**MATERIAL SUPPLIED:**
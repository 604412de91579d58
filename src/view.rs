//! Presentation commands
//!
//! The controller never touches a map or panorama widget directly. It queues
//! [`ViewCommand`]s which the shell drains after each call and applies to its
//! map/imagery widgets.

use serde::Serialize;

use crate::geo::{Bounds, Coordinate};
use crate::scoring::Region;
use crate::sim::location::Destination;
use crate::sim::reveal::OverviewSummary;

/// Buttons whose labels are driven by the controller
#[derive(Debug, Clone, Copy, PartialEq, Eq, Serialize)]
#[serde(rename_all = "snake_case")]
pub enum Button {
    NextRound,
    PlayAgain,
}

impl Button {
    /// Label shown while the button is idle
    pub fn idle_label(&self) -> &'static str {
        match self {
            Button::NextRound => "Next Round",
            Button::PlayAgain => "Play Again",
        }
    }
}

/// Label shown while a round is loading
pub const LOADING_LABEL: &str = "Loading...";

/// Marker flavors drawn on the overview map
#[derive(Debug, Clone, Copy, PartialEq, Eq, Serialize)]
#[serde(rename_all = "snake_case")]
pub enum MarkerKind {
    /// "Your guess"
    Guess,
    /// "Actual location"
    Actual,
}

/// Identifies one result line (and its two markers) on the overview map
#[derive(Debug, Clone, Copy, PartialEq, Eq, Hash, Serialize)]
pub struct LineId(pub u32);

/// Effects for the shell to apply, in order
#[derive(Debug, Clone, PartialEq, Serialize)]
#[serde(tag = "type", rename_all = "snake_case")]
pub enum ViewCommand {
    /// Enable or grey out the guess button
    SetGuessEnabled { enabled: bool },
    /// Recenter the guess map
    ResetGuessMap { center: Coordinate, zoom: u8 },
    /// Show (or move) the candidate guess marker on the guess map
    PlaceCandidate { at: Coordinate },
    ClearCandidate,
    /// Point the panorama viewer at a destination
    ShowPanorama { destination: Destination },
    /// Replace the playable region polygons drawn on the guess map
    SetRegions { regions: Vec<Region> },
    /// Show or hide the playable region polygon on the guess map
    SetRegionOverlay { visible: bool },
    SetButtonLabel { button: Button, label: &'static str },
    /// Slide the overview panel in with the given summary
    ShowOverview { summary: OverviewSummary },
    /// Slide the overview panel away
    HideOverview,
    FitOverview { bounds: Bounds },
    /// Score bar width in percent
    SetScoreProgress { percent: f64 },
    /// Create a result line, both ends at `from`
    DrawLine { line: LineId, from: Coordinate, to: Coordinate },
    /// Move a result line's end point
    SetLinePath { line: LineId, from: Coordinate, to: Coordinate },
    /// Place a marker with a drop animation
    DropMarker { line: LineId, kind: MarkerKind, at: Coordinate },
    /// Remove a line together with its markers
    RemoveLine { line: LineId },
}
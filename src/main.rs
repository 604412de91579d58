//! Geo Guess entry point
//!
//! The browser build is driven from the page through `geo_guess::web`. The
//! native binary plays one scripted game against synthetic imagery coverage
//! and logs every round.

#[cfg(not(target_arch = "wasm32"))]
mod demo {
    use glam::DVec2;
    use rand::{Rng, SeedableRng};
    use rand_pcg::Pcg32;

    use geo_guess::sim::{Game, GamePhase, ImageryService, Panorama};
    use geo_guess::{Coordinate, GameError, ScenarioConfig, Settings, format_distance};

    const SCENARIO: &str = r#"{
        "name": "Western Europe",
        "regions": [[
            { "lat": 43.0, "lng": -5.0 },
            { "lat": 54.0, "lng": -5.0 },
            { "lat": 54.0, "lng": 15.0 },
            { "lat": 43.0, "lng": 15.0 }
        ]],
        "curve": { "kind": "exponential", "max_score": 5000, "falloff_m": 2000000.0 }
    }"#;

    const FRAME_MS: f64 = 1000.0 / 60.0;
    const MAX_FRAMES: u32 = 100_000;

    /// Panoramas exist for a fixed share of candidate points
    struct PatchyImagery {
        rng: Pcg32,
        coverage: f64,
    }

    impl ImageryService for PatchyImagery {
        fn find_panorama(&mut self, near: Coordinate, _radius_m: f64) -> Option<Panorama> {
            if !self.rng.random_bool(self.coverage) {
                return None;
            }
            Some(Panorama {
                id: format!("demo-{:08x}", self.rng.random::<u32>()),
                position: near,
            })
        }
    }

    pub fn run() -> Result<(), GameError> {
        let scenario = ScenarioConfig::from_json(SCENARIO)?.into_scenario()?;
        let settings = Settings {
            seed: Some(2024),
            ..Settings::default()
        };
        let imagery = PatchyImagery {
            rng: Pcg32::seed_from_u64(7),
            coverage: 0.35,
        };
        let mut game = Game::new(settings, scenario, imagery)?;
        let mut player = Pcg32::seed_from_u64(11);

        for _ in 0..MAX_FRAMES {
            game.update(FRAME_MS);
            for command in game.drain_commands() {
                log::debug!("{}", serde_json::to_string(&command)?);
            }

            match game.phase() {
                GamePhase::AwaitingGuess => {
                    let Some(actual) = game.session().current_destination().map(|d| d.coordinate) else {
                        continue;
                    };
                    let miss = DVec2::new(player.random_range(-4.0..4.0), player.random_range(-6.0..6.0));
                    game.place_guess(Coordinate::from_dvec2(actual.as_dvec2() + miss));
                    if let Some(result) = game.make_guess() {
                        println!(
                            "Round {}: {} off, {} points",
                            game.session().current_round(),
                            format_distance(result.distance_m),
                            result.score
                        );
                    }
                }
                GamePhase::RoundResolved if !game.overview().is_animating() => {
                    game.next_round();
                }
                GamePhase::GameResolved if !game.overview().is_animating() => {
                    println!(
                        "Game over: {} of {} points",
                        game.session().total_score(),
                        game.rules().round_count() as u64 * game.scenario().max_score() as u64
                    );
                    return Ok(());
                }
                _ => {}
            }
        }
        log::warn!("Demo stopped after {} frames", MAX_FRAMES);
        Ok(())
    }
}

#[cfg(not(target_arch = "wasm32"))]
fn main() {
    env_logger::init();
    log::info!("Geo Guess (native) starting...");
    if let Err(e) = demo::run() {
        log::error!("Demo failed: {}", e);
        std::process::exit(1);
    }
}

#[cfg(target_arch = "wasm32")]
fn main() {
    // WASM entry point is geo_guess::web::start, this is just to satisfy the compiler
}
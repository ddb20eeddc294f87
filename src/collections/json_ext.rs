//! Construction from hashbrown maps.
//!
//! Enables the closure-based JSON object syntax for [`Collection`] when the
//! `hashbrown-json` feature is enabled. A `HashMap` carries no order, so the
//! resulting iteration order is the map's own.

use super::arrayable::Arrayable;
use super::collection::Collection;
use super::key::Key;
use indexmap::IndexMap;
use std::hash::BuildHasher;

impl<K, V, S> Arrayable<V> for ::hashbrown::HashMap<K, V, S>
where
    K: Into<Key>,
    S: BuildHasher,
{
    #[inline]
    fn into_entries(self) -> IndexMap<Key, V> {
        self.into_iter().map(|(k, v)| (k.into(), v)).collect()
    }
}

impl<V> Collection<V> {
    /// Creates a collection from a hashbrown HashMap.
    ///
    /// # Example
    /// ```rust
    /// use ordered_collection::Collection;
    /// use hashbrown::HashMap;
    ///
    /// let mut map = HashMap::new();
    /// map.insert("key1", "value1");
    /// let collection = Collection::from_hashmap(map);
    /// assert_eq!(collection.get("key1"), Some(&"value1"));
    /// ```
    #[inline]
    pub fn from_hashmap<K, S>(map: ::hashbrown::HashMap<K, V, S>) -> Self
    where
        K: Into<Key>,
        S: BuildHasher,
    {
        Self::make(map)
    }

    /// Creates a collection from a closure that returns a hashbrown HashMap.
    ///
    /// Designed to pair with the `collection_fn!` macro or any builder that
    /// hands out deferred maps.
    ///
    /// # Example
    /// ```rust
    /// use ordered_collection::Collection;
    ///
    /// let collection = Collection::from_json(|| {
    ///     let mut map = hashbrown::HashMap::new();
    ///     map.insert("beta", "true");
    ///     map
    /// });
    /// assert!(collection.has("beta"));
    /// ```
    #[inline]
    pub fn from_json<K, S, F>(f: F) -> Self
    where
        F: FnOnce() -> ::hashbrown::HashMap<K, V, S>,
        K: Into<Key>,
        S: BuildHasher,
    {
        Self::from_hashmap(f())
    }
}
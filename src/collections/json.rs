//! JSON encoding and decoding for [`Collection`].
//!
//! A list-like collection (keys exactly `0..n` in order) encodes as a JSON
//! array; anything else encodes as an object with string keys. Decoding accepts
//! an object, an array, `null`, or a single scalar stored at key `0`.

use super::collection::Collection;
use super::error::{CollectionError, Result};
use super::finite::FiniteFloats;
use super::key::Key;
use serde::de::{self, Deserializer, MapAccess, SeqAccess, Visitor};
use serde::ser::{SerializeMap, SerializeSeq, Serializer};
use serde::{Deserialize, Serialize};
use serde_json::Value;
use std::fmt;
use std::marker::PhantomData;

/// Default maximum nesting depth of encoded documents.
pub const DEFAULT_DEPTH: usize = 512;

/// Options controlling [`Collection::to_json`].
///
/// ```rust
/// use ordered_collection::{Collection, JsonOptions};
///
/// let c = Collection::list([1, 2]);
/// let options = JsonOptions::default().force_object(true);
/// assert_eq!(c.to_json(&options)?, r#"{"0":1,"1":2}"#);
/// # Ok::<(), ordered_collection::CollectionError>(())
/// ```
#[derive(Debug, Clone, Copy, PartialEq, Eq, Serialize, Deserialize)]
#[serde(default)]
pub struct JsonOptions {
    /// Indent the output
    pub pretty: bool,
    /// Encode every array as an object keyed by index, at any depth
    pub force_object: bool,
    /// Maximum nesting depth; a scalar has depth 0, each array or object adds 1
    pub depth: usize,
}

impl Default for JsonOptions {
    fn default() -> Self {
        JsonOptions {
            pretty: false,
            force_object: false,
            depth: DEFAULT_DEPTH,
        }
    }
}

impl JsonOptions {
    /// Sets indented output.
    #[inline]
    pub fn pretty(mut self, pretty: bool) -> Self {
        self.pretty = pretty;
        self
    }

    /// Sets whether arrays are encoded as objects.
    #[inline]
    pub fn force_object(mut self, force_object: bool) -> Self {
        self.force_object = force_object;
        self
    }

    /// Sets the maximum nesting depth.
    #[inline]
    pub fn depth(mut self, depth: usize) -> Self {
        self.depth = depth;
        self
    }
}

impl<V: Serialize> Collection<V> {
    /// Encodes the collection as JSON text.
    ///
    /// Fails with [`CollectionError::Serialization`] when a value has no JSON
    /// representation (including NaN and infinite floats) and with
    /// [`CollectionError::DepthExceeded`] when the document nests deeper than
    /// `options.depth`.
    pub fn to_json(&self, options: &JsonOptions) -> Result<String> {
        FiniteFloats::check(self)?;
        let mut value = serde_json::to_value(self)?;
        if options.force_object {
            value = arrays_to_objects(value);
        }

        let depth = depth_of(&value);
        if depth > options.depth {
            log::debug!("JSON depth {} exceeds limit {}", depth, options.depth);
            return Err(CollectionError::DepthExceeded {
                depth,
                limit: options.depth,
            });
        }

        let json = if options.pretty {
            serde_json::to_string_pretty(&value)?
        } else {
            serde_json::to_string(&value)?
        };
        Ok(json)
    }

    /// Encodes the collection as compact JSON with the default options.
    #[inline]
    pub fn to_json_default(&self) -> Result<String> {
        self.to_json(&JsonOptions::default())
    }
}

fn depth_of(value: &Value) -> usize {
    match value {
        Value::Array(items) => 1 + items.iter().map(depth_of).max().unwrap_or(0),
        Value::Object(map) => 1 + map.values().map(depth_of).max().unwrap_or(0),
        _ => 0,
    }
}

fn arrays_to_objects(value: Value) -> Value {
    match value {
        Value::Array(items) => Value::Object(
            items
                .into_iter()
                .enumerate()
                .map(|(i, v)| (i.to_string(), arrays_to_objects(v)))
                .collect(),
        ),
        Value::Object(map) => Value::Object(
            map.into_iter()
                .map(|(k, v)| (k, arrays_to_objects(v)))
                .collect(),
        ),
        scalar => scalar,
    }
}

/// Renders [`Collection::to_json`] with default options.
///
/// A collection that cannot be encoded renders as an empty string and the
/// failure is logged at `warn`; call [`Collection::to_json`] to get the error.
impl<V: Serialize> fmt::Display for Collection<V> {
    fn fmt(&self, f: &mut fmt::Formatter<'_>) -> fmt::Result {
        match self.to_json_default() {
            Ok(json) => f.write_str(&json),
            Err(err) => {
                log::warn!("Failed to render collection as JSON: {}", err);
                Ok(())
            }
        }
    }
}

// Serde Support
impl<V: Serialize> Serialize for Collection<V> {
    fn serialize<S: Serializer>(&self, ser: S) -> std::result::Result<S::Ok, S::Error> {
        if self.is_list() {
            let mut seq = ser.serialize_seq(Some(self.len()))?;
            for (_, value) in self {
                seq.serialize_element(value)?;
            }
            seq.end()
        } else {
            let mut map = ser.serialize_map(Some(self.len()))?;
            for (key, value) in self {
                map.serialize_entry(key, value)?;
            }
            map.end()
        }
    }
}

impl<'de, V: Deserialize<'de>> Deserialize<'de> for Collection<V> {
    fn deserialize<D: Deserializer<'de>>(de: D) -> std::result::Result<Self, D::Error> {
        struct CollectionVisitor<V>(PhantomData<V>);
        impl<'de, V: Deserialize<'de>> Visitor<'de> for CollectionVisitor<V> {
            type Value = Collection<V>;
            fn expecting(&self, f: &mut fmt::Formatter<'_>) -> fmt::Result {
                f.write_str("null, an object, a sequence, or a single value")
            }

            #[inline]
            fn visit_unit<E: de::Error>(self) -> std::result::Result<Self::Value, E> {
                Ok(Collection::new())
            }

            #[inline]
            fn visit_none<E: de::Error>(self) -> std::result::Result<Self::Value, E> {
                Ok(Collection::new())
            }

            #[inline]
            fn visit_some<D2: Deserializer<'de>>(
                self,
                de: D2,
            ) -> std::result::Result<Self::Value, D2::Error> {
                Collection::deserialize(de)
            }

            fn visit_seq<A: SeqAccess<'de>>(
                self,
                mut seq: A,
            ) -> std::result::Result<Self::Value, A::Error> {
                let mut collection = Collection::with_capacity(seq.size_hint().unwrap_or(0));
                let mut index = 0usize;
                while let Some(value) = seq.next_element()? {
                    collection.set(index, value);
                    index += 1;
                }
                Ok(collection)
            }

            fn visit_map<M: MapAccess<'de>>(
                self,
                mut map: M,
            ) -> std::result::Result<Self::Value, M::Error> {
                let mut collection = Collection::with_capacity(map.size_hint().unwrap_or(0));
                while let Some((key, value)) = map.next_entry::<Key, V>()? {
                    collection.set(key, value);
                }
                Ok(collection)
            }

            fn visit_bool<E: de::Error>(self, v: bool) -> std::result::Result<Self::Value, E> {
                V::deserialize(de::value::BoolDeserializer::<E>::new(v)).map(Collection::wrap)
            }

            fn visit_i64<E: de::Error>(self, v: i64) -> std::result::Result<Self::Value, E> {
                V::deserialize(de::value::I64Deserializer::<E>::new(v)).map(Collection::wrap)
            }

            fn visit_u64<E: de::Error>(self, v: u64) -> std::result::Result<Self::Value, E> {
                V::deserialize(de::value::U64Deserializer::<E>::new(v)).map(Collection::wrap)
            }

            fn visit_f64<E: de::Error>(self, v: f64) -> std::result::Result<Self::Value, E> {
                V::deserialize(de::value::F64Deserializer::<E>::new(v)).map(Collection::wrap)
            }

            fn visit_str<E: de::Error>(self, v: &str) -> std::result::Result<Self::Value, E> {
                V::deserialize(de::value::StrDeserializer::<E>::new(v)).map(Collection::wrap)
            }

            fn visit_string<E: de::Error>(self, v: String) -> std::result::Result<Self::Value, E> {
                V::deserialize(de::value::StringDeserializer::<E>::new(v)).map(Collection::wrap)
            }
        }

        de.deserialize_any(CollectionVisitor(PhantomData))
    }
}
//! Truthiness of collection values.
//!
//! `first`, `last` and `filter_truthy` treat falsy values as absent: `false`,
//! numeric zero, `""`, `"0"`, `None`, `null` and empty containers.

use super::collection::Collection;
use super::key::Key;

/// Decides whether a value counts as present for truthiness-based operations.
pub trait Truthy {
    /// Returns `true` unless the value is falsy.
    fn is_truthy(&self) -> bool;
}

macro_rules! impl_truthy_int {
    ($($t:ty),* $(,)?) => {
        $(
            impl Truthy for $t {
                #[inline]
                fn is_truthy(&self) -> bool {
                    *self != 0
                }
            }
        )*
    };
}

impl_truthy_int!(i8, i16, i32, i64, i128, isize, u8, u16, u32, u64, u128, usize);

impl Truthy for f32 {
    #[inline]
    fn is_truthy(&self) -> bool {
        *self != 0.0
    }
}

impl Truthy for f64 {
    #[inline]
    fn is_truthy(&self) -> bool {
        *self != 0.0
    }
}

impl Truthy for bool {
    #[inline]
    fn is_truthy(&self) -> bool {
        *self
    }
}

impl Truthy for () {
    #[inline]
    fn is_truthy(&self) -> bool {
        false
    }
}

impl Truthy for str {
    #[inline]
    fn is_truthy(&self) -> bool {
        !self.is_empty() && self != "0"
    }
}

impl Truthy for String {
    #[inline]
    fn is_truthy(&self) -> bool {
        self.as_str().is_truthy()
    }
}

impl<T: Truthy + ?Sized> Truthy for &T {
    #[inline]
    fn is_truthy(&self) -> bool {
        (**self).is_truthy()
    }
}

impl<T: Truthy + ?Sized> Truthy for Box<T> {
    #[inline]
    fn is_truthy(&self) -> bool {
        (**self).is_truthy()
    }
}

impl<T: Truthy> Truthy for Option<T> {
    #[inline]
    fn is_truthy(&self) -> bool {
        self.as_ref().is_some_and(Truthy::is_truthy)
    }
}

impl<T> Truthy for Vec<T> {
    #[inline]
    fn is_truthy(&self) -> bool {
        !self.is_empty()
    }
}

impl<V> Truthy for Collection<V> {
    #[inline]
    fn is_truthy(&self) -> bool {
        !self.is_empty()
    }
}

impl Truthy for Key {
    #[inline]
    fn is_truthy(&self) -> bool {
        match self {
            Key::Index(i) => *i != 0,
            Key::Str(s) => s.is_truthy(),
        }
    }
}

impl Truthy for serde_json::Value {
    fn is_truthy(&self) -> bool {
        use serde_json::Value;
        match self {
            Value::Null => false,
            Value::Bool(b) => *b,
            Value::Number(n) => n.as_f64().is_some_and(|f| f != 0.0),
            Value::String(s) => s.is_truthy(),
            Value::Array(a) => !a.is_empty(),
            Value::Object(o) => !o.is_empty(),
        }
    }
}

**TRY IT:** How many of the lines above contain "points"? Give the number by itself.

**TASK OUTPUT:** 3